When AMA Animal Rescue rescued Rascal, he was possibly the skinniest dog rescuers had ever seen.
Rascal was found chained up outside in the New York City heat earlier this summer. The one-year-old pit bull weighed only 34 pounds when he was brought to an emergency animal hospital.
Rascal was so emaciated that nearly every bone in his body was showing through his small frame and he could hardly stand. He had bite wounds on his legs and his feet. His tail was stained with urine, presumably from being kept in a crate for weeks at a time.
Despite all that, he had so much love for people.
“Mentally, he was so friendly and trusting from the very beginning,” Michele Walsh, animal care director for AMA Animal Rescue said. “But physically, it was a very long road to recovery.”
Rescuers had to feed and give him water in tiny servings multiple times per day to avoid overloading his digestive system because Rascal was so skinny. Rascal got a little stronger each day and started gaining some weight with food and water servings slowly increasing.
Rascal had pressure sores all over his body because he spent long periods of time locked inside of a crate. With time and some medicine, the wounds cleared up and he began feeling much better.
“It took over a month for us to get him healthy enough to go into a foster home,” Walsh said. “He was friendly and playful with everyone and we knew he would do well once he finally got out of medical boarding.”
Walsh brought Rascal to a foster home that was experienced in fostering sick dogs. The home already had four cats and dogs who could show him the ropes of life inside a home. Walsh said at that point, he was thriving.
“When we first brought him in he had this big goofy head and a tiny little body,” Walsh said. “Then his body started catching up — and he seemed to have completely transformed into this handsome, social and healthy dog. He was doing great.”
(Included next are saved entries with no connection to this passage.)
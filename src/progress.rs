//! Per-user progress persistence.
//!
//! `ProgressStore` is the narrow seam between selection and persistence:
//! keyed get/put plus the few compound operations the quiz needs. Two
//! adapters live here:
//!   - `JsonFileStore`: the whole book in one JSON file, read fully before
//!     each mutation and replaced fully after (temp file + rename).
//!   - `MemoryStore`: process memory only (guest sessions, tests).
//!
//! Store calls are synchronous; async callers go through `run_blocking`.

use std::collections::{BTreeMap, HashMap};
use std::ffi::OsString;
use std::path::{Path, PathBuf};
use std::sync::{Arc, Mutex};

use tracing::{debug, error, instrument, warn};

use crate::domain::Progress;
use crate::error::StoreError;

/// item id -> progress, for one user.
pub type UserProgress = BTreeMap<String, Progress>;
/// user -> item id -> progress.
pub type ProgressBook = BTreeMap<String, UserProgress>;

/// One user's entries, plus a message for the player when the backing data
/// had to be reset.
#[derive(Debug, Default)]
pub struct UserSnapshot {
  pub entries: HashMap<String, Progress>,
  pub warning: Option<String>,
}

pub trait ProgressStore: Send + Sync {
  fn get(&self, user: &str, item_id: &str) -> Result<Option<Progress>, StoreError>;
  fn put(&self, user: &str, item_id: &str, progress: Progress) -> Result<(), StoreError>;

  /// Snapshot of one user's entries.
  fn user_progress(&self, user: &str) -> Result<UserSnapshot, StoreError>;

  /// Create zero-default entries for every id the user has not seen yet and
  /// return the user's full map. Entries are never removed.
  fn ensure_items(&self, user: &str, ids: &[&str]) -> Result<UserSnapshot, StoreError>;

  /// Apply one answer to (user, item) and persist. Returns the new counters.
  fn record_answer(&self, user: &str, item_id: &str, correct: bool) -> Result<Progress, StoreError>;
}

/// Run a store call on the blocking pool.
pub async fn run_blocking<T, F>(store: Arc<dyn ProgressStore>, f: F) -> Result<T, StoreError>
where
  T: Send + 'static,
  F: FnOnce(&dyn ProgressStore) -> Result<T, StoreError> + Send + 'static,
{
  tokio::task::spawn_blocking(move || f(store.as_ref())).await?
}

// Shared book operations so both adapters behave identically.

fn ensure_in(book: &mut ProgressBook, user: &str, ids: &[&str]) -> (HashMap<String, Progress>, usize) {
  let entries = book.entry(user.to_string()).or_default();
  let mut created = 0usize;
  for id in ids {
    if !entries.contains_key(*id) {
      entries.insert((*id).to_string(), Progress::default());
      created += 1;
    }
  }
  let snapshot = entries.iter().map(|(k, v)| (k.clone(), *v)).collect();
  (snapshot, created)
}

fn record_in(book: &mut ProgressBook, user: &str, item_id: &str, correct: bool) -> Progress {
  let entry = book
    .entry(user.to_string())
    .or_default()
    .entry(item_id.to_string())
    .or_default();
  entry.record(correct);
  *entry
}

fn snapshot_of(book: &ProgressBook, user: &str) -> HashMap<String, Progress> {
  book
    .get(user)
    .map(|m| m.iter().map(|(k, v)| (k.clone(), *v)).collect())
    .unwrap_or_default()
}

/// JSON-file-backed store. A mutex serializes read-modify-write inside this
/// process; other processes writing the same file are not coordinated.
pub struct JsonFileStore {
  path: PathBuf,
  lock: Mutex<()>,
}

impl JsonFileStore {
  pub fn new(path: impl Into<PathBuf>) -> Self {
    Self { path: path.into(), lock: Mutex::new(()) }
  }

  pub fn path(&self) -> &Path {
    &self.path
  }

  /// `path` with `suffix` appended to the file name.
  fn sibling(&self, suffix: &str) -> PathBuf {
    let mut name: OsString = self.path.as_os_str().to_owned();
    name.push(suffix);
    PathBuf::from(name)
  }

  /// Missing file -> empty book. Malformed file -> copied to `<path>.bak`,
  /// empty book plus a warning for the player.
  fn load(&self) -> Result<(ProgressBook, Option<String>), StoreError> {
    let text = match std::fs::read_to_string(&self.path) {
      Ok(t) => t,
      Err(e) if e.kind() == std::io::ErrorKind::NotFound => return Ok((ProgressBook::new(), None)),
      Err(source) => return Err(StoreError::Read { path: self.path.clone(), source }),
    };
    if text.trim().is_empty() {
      return Ok((ProgressBook::new(), None));
    }
    match serde_json::from_str::<ProgressBook>(&text) {
      Ok(book) => Ok((book, None)),
      Err(e) => {
        let backup = self.sibling(".bak");
        let kept = match std::fs::copy(&self.path, &backup) {
          Ok(_) => format!(" The unreadable file was kept as {}.", backup.display()),
          Err(copy_err) => {
            error!(target: "progress", path = %backup.display(), error = %copy_err, "Could not back up malformed progress file");
            String::new()
          }
        };
        warn!(target: "progress", path = %self.path.display(), backup = %backup.display(), error = %e, "Malformed progress file; starting with empty data");
        let warning = format!("Saved progress could not be read ({}); starting with empty progress.{}", e, kept);
        Ok((ProgressBook::new(), Some(warning)))
      }
    }
  }

  fn save(&self, book: &ProgressBook) -> Result<(), StoreError> {
    let json = serde_json::to_string_pretty(book)?;
    let write_err = |source| StoreError::Write { path: self.path.clone(), source };
    if let Some(dir) = self.path.parent().filter(|d| !d.as_os_str().is_empty()) {
      std::fs::create_dir_all(dir).map_err(write_err)?;
    }
    let tmp = self.sibling(".tmp");
    std::fs::write(&tmp, json).map_err(write_err)?;
    std::fs::rename(&tmp, &self.path).map_err(write_err)?;
    debug!(target: "progress", path = %self.path.display(), users = book.len(), "Progress file written");
    Ok(())
  }

  /// Run `f` over the whole book under the lock; `mutate` writes it back.
  fn with_book<T>(
    &self,
    mutate: bool,
    f: impl FnOnce(&mut ProgressBook) -> T,
  ) -> Result<(T, Option<String>), StoreError> {
    let _guard = self.lock.lock().map_err(|_| StoreError::Poisoned)?;
    let (mut book, warning) = self.load()?;
    let out = f(&mut book);
    if mutate {
      self.save(&book)?;
    }
    Ok((out, warning))
  }
}

impl ProgressStore for JsonFileStore {
  fn get(&self, user: &str, item_id: &str) -> Result<Option<Progress>, StoreError> {
    Ok(self.with_book(false, |b| b.get(user).and_then(|m| m.get(item_id)).copied())?.0)
  }

  #[instrument(level = "debug", skip(self, progress))]
  fn put(&self, user: &str, item_id: &str, progress: Progress) -> Result<(), StoreError> {
    self.with_book(true, |b| {
      b.entry(user.to_string()).or_default().insert(item_id.to_string(), progress);
    })?;
    Ok(())
  }

  fn user_progress(&self, user: &str) -> Result<UserSnapshot, StoreError> {
    let (entries, warning) = self.with_book(false, |b| snapshot_of(b, user))?;
    Ok(UserSnapshot { entries, warning })
  }

  #[instrument(level = "debug", skip(self, ids), fields(ids = ids.len()))]
  fn ensure_items(&self, user: &str, ids: &[&str]) -> Result<UserSnapshot, StoreError> {
    // Only rewrite the file when something was actually added.
    let _guard = self.lock.lock().map_err(|_| StoreError::Poisoned)?;
    let (mut book, warning) = self.load()?;
    let (entries, created) = ensure_in(&mut book, user, ids);
    if created > 0 {
      self.save(&book)?;
      debug!(target: "progress", %user, created, "Initialized progress entries");
    }
    Ok(UserSnapshot { entries, warning })
  }

  #[instrument(level = "info", skip(self))]
  fn record_answer(&self, user: &str, item_id: &str, correct: bool) -> Result<Progress, StoreError> {
    Ok(self.with_book(true, |b| record_in(b, user, item_id, correct))?.0)
  }
}

/// In-memory store. Nothing survives the process (or the owning session).
#[derive(Default)]
pub struct MemoryStore {
  book: Mutex<ProgressBook>,
}

impl MemoryStore {
  pub fn new() -> Self {
    Self::default()
  }

  fn with_book<T>(&self, f: impl FnOnce(&mut ProgressBook) -> T) -> Result<T, StoreError> {
    let mut book = self.book.lock().map_err(|_| StoreError::Poisoned)?;
    Ok(f(&mut book))
  }
}

impl ProgressStore for MemoryStore {
  fn get(&self, user: &str, item_id: &str) -> Result<Option<Progress>, StoreError> {
    self.with_book(|b| b.get(user).and_then(|m| m.get(item_id)).copied())
  }

  fn put(&self, user: &str, item_id: &str, progress: Progress) -> Result<(), StoreError> {
    self.with_book(|b| {
      b.entry(user.to_string()).or_default().insert(item_id.to_string(), progress);
    })
  }

  fn user_progress(&self, user: &str) -> Result<UserSnapshot, StoreError> {
    let entries = self.with_book(|b| snapshot_of(b, user))?;
    Ok(UserSnapshot { entries, warning: None })
  }

  fn ensure_items(&self, user: &str, ids: &[&str]) -> Result<UserSnapshot, StoreError> {
    let entries = self.with_book(|b| ensure_in(b, user, ids).0)?;
    Ok(UserSnapshot { entries, warning: None })
  }

  fn record_answer(&self, user: &str, item_id: &str, correct: bool) -> Result<Progress, StoreError> {
    self.with_book(|b| record_in(b, user, item_id, correct))
  }
}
After doing so well in his foster home, it wasn’t long before Walsh got a call from a rescuer friend with some great news.
“When I heard the words on the other end of the phone, ‘We have the best forever home for Rascal,’ I just started crying,” Walsh said. “My connection told me about a woman named Ida Helmers, who lived in the countryside in New Hampshire and wanted to make Rascal the prince of her home. We contacted her right away for an interview, and the more we spoke to her, we knew it was going to be amazing.”
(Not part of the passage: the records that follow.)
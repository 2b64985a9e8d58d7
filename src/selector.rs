//! Progress-aware question selection.
//!
//! Flow:
//! 1) `merge` joins sheet rows with a user's progress by item id.
//! 2) `filter_and_sort` applies the lesson filter and the chosen policy
//!    (with its fallback tiers).
//! 3) `pick_question` samples one item uniformly and builds up to four
//!    choices, drawing distractors from the full sheet.

use std::collections::{HashMap, HashSet};

use rand::seq::SliceRandom;
use rand::Rng;

use crate::domain::{LessonFilter, MergedItem, Policy, Progress, ProgressStatus, Question, QuizItem};
use crate::error::QuizError;

const DISTRACTORS: usize = 3;

/// Items eligible for the next question.
#[derive(Clone, Debug, Default, PartialEq, Eq)]
pub struct Selection {
  pub items: Vec<MergedItem>,
  /// Set when `WrongOnly` found nothing to review and fell back to the
  /// lesson-filtered set.
  pub fallback: bool,
}

impl Selection {
  fn exact(items: Vec<MergedItem>) -> Self {
    Self { items, fallback: false }
  }
}

/// Join items with progress; absent entries default to not-started/0/0.
pub fn merge(items: &[QuizItem], progress: &HashMap<String, Progress>) -> Vec<MergedItem> {
  items
    .iter()
    .map(|item| MergedItem {
      item: item.clone(),
      progress: progress.get(&item.id).copied().unwrap_or_default(),
    })
    .collect()
}

fn keep(items: &[MergedItem], pred: impl Fn(&MergedItem) -> bool) -> Vec<MergedItem> {
  items.iter().filter(|m| pred(m)).cloned().collect()
}

fn most_missed_first(mut items: Vec<MergedItem>) -> Vec<MergedItem> {
  items.sort_by(|a, b| b.progress.wrong_count.cmp(&a.progress.wrong_count));
  items
}

/// Apply the lesson filter, then the policy. The input is never mutated.
pub fn filter_and_sort(items: &[MergedItem], lesson: &LessonFilter, policy: Policy) -> Selection {
  let scoped = keep(items, |m| lesson.matches(&m.item.lesson));

  match policy {
    Policy::Random => Selection::exact(scoped),

    Policy::NotStarted => {
      let fresh = keep(&scoped, |m| m.progress.status == ProgressStatus::NotStarted);
      if !fresh.is_empty() {
        return Selection::exact(fresh);
      }
      let missed = keep(&scoped, |m| m.progress.wrong_count > 0);
      if !missed.is_empty() {
        return Selection::exact(most_missed_first(missed));
      }
      Selection::exact(scoped)
    }

    Policy::WrongOnly => {
      let never_right = keep(&scoped, |m| m.progress.wrong_count > 0 && m.progress.correct_count == 0);
      if !never_right.is_empty() {
        return Selection::exact(most_missed_first(never_right));
      }
      let missed = keep(&scoped, |m| m.progress.wrong_count > 0);
      if !missed.is_empty() {
        return Selection::exact(most_missed_first(missed));
      }
      Selection { items: scoped, fallback: true }
    }

    Policy::ByLesson => {
      let mut sorted = scoped;
      sorted.sort_by(|a, b| a.item.lesson.cmp(&b.item.lesson));
      Selection::exact(sorted)
    }
  }
}

/// Sample one question from `filtered`, with distractors from `pool`.
///
/// Fewer than three distinct other words in the pool yields fewer choices
/// rather than an error.
pub fn pick_question<R: Rng + ?Sized>(
  filtered: &[MergedItem],
  pool: &[QuizItem],
  rng: &mut R,
) -> Result<Question, QuizError> {
  let active = &filtered.choose(rng).ok_or(QuizError::NoQuestions)?.item;

  let mut seen = HashSet::new();
  let others: Vec<&str> = pool
    .iter()
    .map(|i| i.word.as_str())
    .filter(|w| *w != active.word && seen.insert(*w))
    .collect();

  let mut choices: Vec<String> = others
    .choose_multiple(rng, DISTRACTORS)
    .map(|w| w.to_string())
    .collect();
  choices.push(active.word.clone());
  choices.shuffle(rng);

  Ok(Question {
    item_id: active.id.clone(),
    prompt: active.prompt.clone(),
    correct_word: active.word.clone(),
    explanation: active.explanation.clone(),
    lesson: active.lesson.clone(),
    choices,
  })
}

/// Distinct lessons, sorted, behind the "All" entry.
pub fn lessons(items: &[QuizItem]) -> Vec<String> {
  let mut out: Vec<String> = items.iter().map(|i| i.lesson.clone()).collect();
  out.sort();
  out.dedup();
  out.insert(0, LessonFilter::ALL.to_string());
  out
}
//! Decoded request
//!
//! The hyper request is buffered once, up to the configured body limit, and
//! turned into a [`Request`] with form fields, uploaded files and cookies
//! already parsed. Handlers never see the raw stream.

use cookie::{Cookie, CookieJar};
use http_body_util::{BodyExt, LengthLimitError, Limited};
use hyper::body::{Bytes, Incoming};
use hyper::header::{self, HeaderMap};
use hyper::{Method, Version};
use thiserror::Error;

use super::multipart::{self, MultipartError};

#[derive(Debug, Error)]
pub enum RequestError {
    #[error("request body too large: {size} bytes (max: {limit})")]
    TooLarge { size: u64, limit: u64 },
    #[error("failed to read request body: {0}")]
    Body(String),
    #[error("malformed multipart body: {0}")]
    Multipart(#[from] MultipartError),
    #[error("multipart body without boundary")]
    MissingBoundary,
}

impl RequestError {
    pub const fn status(&self) -> u16 {
        match self {
            Self::TooLarge { .. } => 413,
            _ => 400,
        }
    }
}

/// A file part of a `multipart/form-data` body
#[derive(Debug, Clone)]
pub struct UploadedFile {
    pub field: String,
    pub filename: String,
    pub content_type: Option<String>,
    pub data: Bytes,
}

#[derive(Debug, Clone)]
pub struct Request {
    pub method: Method,
    pub path: String,
    /// Raw query string (without leading ?)
    pub query: Option<String>,
    pub version: Version,
    pub headers: HeaderMap,
    pub body: Bytes,
    form: Vec<(String, String)>,
    files: Vec<UploadedFile>,
    cookies: CookieJar,
}

impl Request {
    /// Build from already buffered parts. `target` is the request path with
    /// an optional query string.
    pub fn from_parts(
        method: Method,
        target: &str,
        version: Version,
        headers: HeaderMap,
        body: Bytes,
    ) -> Result<Self, RequestError> {
        let (path, query) = match target.split_once('?') {
            Some((path, query)) => (path, Some(query.to_string())),
            None => (target, None),
        };
        let path = if path.is_empty() { "/" } else { path };

        let mut request = Self {
            method,
            path: path.to_string(),
            query,
            version,
            cookies: parse_cookies(&headers),
            headers,
            body,
            form: Vec::new(),
            files: Vec::new(),
        };
        request.decode_form()?;
        Ok(request)
    }

    /// Buffer a hyper request, rejecting bodies larger than `max_body_size`
    pub async fn read(req: hyper::Request<Incoming>, max_body_size: u64) -> Result<Self, RequestError> {
        let (parts, body) = req.into_parts();

        if let Some(size) = content_length(&parts.headers) {
            if size > max_body_size {
                return Err(RequestError::TooLarge {
                    size,
                    limit: max_body_size,
                });
            }
        }

        let limit = usize::try_from(max_body_size).unwrap_or(usize::MAX);
        let body = Limited::new(body, limit)
            .collect()
            .await
            .map_err(|e| {
                if e.downcast_ref::<LengthLimitError>().is_some() {
                    RequestError::TooLarge {
                        size: max_body_size.saturating_add(1),
                        limit: max_body_size,
                    }
                } else {
                    RequestError::Body(e.to_string())
                }
            })?
            .to_bytes();

        let target = parts
            .uri
            .path_and_query()
            .map_or("/", hyper::http::uri::PathAndQuery::as_str);
        Self::from_parts(parts.method, target, parts.version, parts.headers, body)
    }

    fn decode_form(&mut self) -> Result<(), RequestError> {
        let Some(content_type) = self.header(header::CONTENT_TYPE.as_str()).map(str::to_string) else {
            return Ok(());
        };
        let essence = content_type
            .split(';')
            .next()
            .unwrap_or_default()
            .trim()
            .to_ascii_lowercase();

        match essence.as_str() {
            "application/x-www-form-urlencoded" => {
                self.form = form_urlencoded::parse(&self.body).into_owned().collect();
            }
            "multipart/form-data" => {
                let boundary = multipart::boundary(&content_type).ok_or(RequestError::MissingBoundary)?;
                for part in multipart::parse(&self.body, boundary)? {
                    match part.filename {
                        Some(filename) => self.files.push(UploadedFile {
                            field: part.name,
                            filename,
                            content_type: part.content_type,
                            data: part.data,
                        }),
                        None => self
                            .form
                            .push((part.name, String::from_utf8_lossy(&part.data).into_owned())),
                    }
                }
            }
            _ => {}
        }
        Ok(())
    }

    pub fn header(&self, name: &str) -> Option<&str> {
        self.headers.get(name).and_then(|v| v.to_str().ok())
    }

    pub fn form_value(&self, name: &str) -> Option<&str> {
        lookup(&self.form, name)
    }

    pub fn file(&self, field: &str) -> Option<&UploadedFile> {
        self.files.iter().find(|f| f.field == field)
    }

    pub fn cookie(&self, name: &str) -> Option<&str> {
        self.cookies.get(name).map(Cookie::value)
    }

    pub const fn cookies(&self) -> &CookieJar {
        &self.cookies
    }

    /// Parse the body as JSON whatever the declared content type
    pub fn json(&self) -> Result<serde_json::Value, serde_json::Error> {
        serde_json::from_slice(&self.body)
    }
}

fn lookup<'a>(pairs: &'a [(String, String)], name: &str) -> Option<&'a str> {
    pairs.iter().find(|(k, _)| k == name).map(|(_, v)| v.as_str())
}

fn content_length(headers: &HeaderMap) -> Option<u64> {
    headers
        .get(header::CONTENT_LENGTH)
        .and_then(|v| v.to_str().ok())
        .and_then(|v| v.trim().parse().ok())
}

/// Collect every `Cookie` header into a jar of original cookies
fn parse_cookies(headers: &HeaderMap) -> CookieJar {
    let mut jar = CookieJar::new();
    for value in headers.get_all(header::COOKIE) {
        let Ok(value) = value.to_str() else {
            continue;
        };
        for pair in value.split(';').map(str::trim).filter(|p| !p.is_empty()) {
            if let Ok(cookie) = Cookie::parse_encoded(pair.to_string()) {
                jar.add_original(cookie);
            }
        }
    }
    jar
}

/// Assembles a request without a socket
#[cfg(test)]
#[derive(Debug)]
pub struct RequestBuilder {
    method: Method,
    target: String,
    headers: HeaderMap,
    body: Bytes,
}

#[cfg(test)]
impl RequestBuilder {
    pub fn new(method: Method, target: &str) -> Self {
        Self {
            method,
            target: target.to_string(),
            headers: HeaderMap::new(),
            body: Bytes::new(),
        }
    }

    /// Invalid header values are skipped
    pub fn header(mut self, name: header::HeaderName, value: &str) -> Self {
        if let Ok(value) = value.parse() {
            self.headers.append(name, value);
        }
        self
    }

    pub fn form(self, pairs: &[(&str, &str)]) -> Self {
        let body = form_urlencoded::Serializer::new(String::new())
            .extend_pairs(pairs)
            .finish();
        self.header(header::CONTENT_TYPE, "application/x-www-form-urlencoded")
            .body(body)
    }

    pub fn json(self, value: &serde_json::Value) -> Self {
        self.header(header::CONTENT_TYPE, "application/json")
            .body(value.to_string())
    }

    pub fn body(mut self, body: impl Into<Bytes>) -> Self {
        self.body = body.into();
        self
    }

    pub fn build(self) -> Result<Request, RequestError> {
        Request::from_parts(self.method, &self.target, Version::HTTP_11, self.headers, self.body)
    }
}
Rascal had nearly doubled in weight and was ready for a loving home. Helmers woke up at 4 a.m. one morning in July to drive five hours to New York to meet Rascal and bring him home for good.
“My heart completely melted when I finally saw him in person,” Helmers said. “I had only seen him on Facebook on a friend’s page, and I felt like it was not even my choice — I was being led to do this. Everything fell into place like it was truly meant to be.”
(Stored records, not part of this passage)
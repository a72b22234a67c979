// Server module entry point
// Listener setup, the accept loop, per-connection serving and signals

pub mod connection;
pub mod listener;
pub mod signal;

// `loop` is a keyword, so the module is exposed as `server_loop`
#[path = "loop.rs"]
pub mod server_loop;

pub use listener::{create_listener, DEFAULT_BACKLOG};
pub use server_loop::start_server_loop;
pub use signal::start_signal_handler;
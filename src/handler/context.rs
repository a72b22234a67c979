//! Per-request handler context

use cookie::{Cookie, CookieJar};

use super::reply::{HandlerError, Reply};
use crate::config::AppState;
use crate::http::Request;
use crate::routing::{Params, Value};
use crate::session::Session;

/// Everything a handler may read or change while serving one request.
///
/// `session` and `cookies` are written back to the response after the
/// handler returns successfully.
#[derive(Debug)]
pub struct Context<'a> {
    pub state: &'a AppState,
    pub request: &'a Request,
    pub params: Params,
    pub session: Session,
    pub cookies: CookieJar,
}

impl<'a> Context<'a> {
    pub fn new(state: &'a AppState, request: &'a Request, params: Params) -> Self {
        Self {
            state,
            request,
            params,
            session: state.sessions.load(request.cookies()),
            cookies: request.cookies().clone(),
        }
    }

    /// Reverse lookup of a named route
    pub fn url_for(&self, name: &str, params: &[(&str, Value)]) -> Result<String, HandlerError> {
        Ok(self.state.routes.reverse(name, params)?)
    }

    pub fn redirect_to(&self, name: &str, params: &[(&str, Value)]) -> Result<Reply, HandlerError> {
        Ok(Reply::redirect(self.url_for(name, params)?))
    }

    pub fn render(&self, template: &str, vars: &[(&str, Option<&str>)]) -> Result<Reply, HandlerError> {
        Ok(Reply::Html(self.state.templates.render(template, vars)?))
    }

    /// HTML-escape user supplied text for a plain reply
    pub fn escape(&self, raw: &str) -> Result<String, HandlerError> {
        Ok(self.state.templates.escape(raw)?)
    }

    /// A required form field, `400` when absent
    pub fn form_value(&self, name: &str) -> Result<&'a str, HandlerError> {
        self.request
            .form_value(name)
            .ok_or_else(|| HandlerError::BadRequest(format!("missing form field '{name}'")))
    }

    /// A required placeholder value
    pub fn param_str(&self, name: &str) -> Result<&str, HandlerError> {
        self.params
            .get_str(name)
            .ok_or_else(|| HandlerError::BadRequest(format!("missing parameter '{name}'")))
    }

    /// Queue a plain cookie valid for the whole site
    pub fn set_cookie(&mut self, name: &str, value: &str) {
        self.cookies.add(
            Cookie::build((name.to_string(), value.to_string()))
                .path("/")
                .build(),
        );
    }
}
//! Handler results
//!
//! A handler either returns a [`Reply`] or fails with a [`HandlerError`].
//! Aborts are replies, not errors: they are rendered through the error page
//! registry and never logged as failures.

use std::path::PathBuf;

use hyper::body::Bytes;
use thiserror::Error;

use crate::routing::RoutingError;
use crate::session::SessionError;
use crate::templates::TemplateError;

#[derive(Debug, Clone, PartialEq)]
pub enum Reply {
    Text(String),
    Html(String),
    Json(serde_json::Value),
    /// Any reply with a status other than 200
    WithStatus(Box<Reply>, u16),
    Redirect { location: String, status: u16 },
    /// Answer with the error page registered for this status
    Abort(u16),
    /// Write `contents` to `path` off the handler, then answer with `then`.
    /// A failed write is a 500.
    Save {
        path: PathBuf,
        contents: Bytes,
        then: Box<Reply>,
    },
}

impl Reply {
    pub fn text(text: impl Into<String>) -> Self {
        Self::Text(text.into())
    }

    /// `302 Found` to `location`
    pub fn redirect(location: impl Into<String>) -> Self {
        Self::Redirect {
            location: location.into(),
            status: 302,
        }
    }

    pub fn save(path: impl Into<PathBuf>, contents: Bytes, then: Self) -> Self {
        Self::Save {
            path: path.into(),
            contents,
            then: Box::new(then),
        }
    }

    #[must_use]
    pub fn with_status(self, status: u16) -> Self {
        Self::WithStatus(Box::new(self), status)
    }
}

#[derive(Debug, Error)]
pub enum HandlerError {
    #[error("bad request: {0}")]
    BadRequest(String),
    #[error(transparent)]
    Routing(#[from] RoutingError),
    #[error(transparent)]
    Template(#[from] TemplateError),
    #[error(transparent)]
    Session(#[from] SessionError),
    #[error("i/o error: {0}")]
    Io(#[from] std::io::Error),
}

impl HandlerError {
    pub const fn status(&self) -> u16 {
        match self {
            Self::BadRequest(_) => 400,
            _ => 500,
        }
    }
}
Rascal’s dog sister, Kasha, a 7-year-old chow, and has shown him all the tips and tricks of living there. Such as how to ask to go outside or where to stand when Mom is cooking to maybe get a scrap. Rascal also shares the home with two rescue kittens and he is very gentle with them.
Rascal now lives near the White Mountains in New Hampshire, where he has plenty of space to run and play outdoors. After a long day, there’s always time to cuddle in the sun.
“His doggy bed is right next to my bed, and every night he will sit and wait in front of the bed for me to bring him his blanket,” Helmers said. “As soon as I cover him up, he snuggles into his bed and looks up at me with the sweetest eyes. When he looks at me, I instantly feel better about anything I was worried about that day.”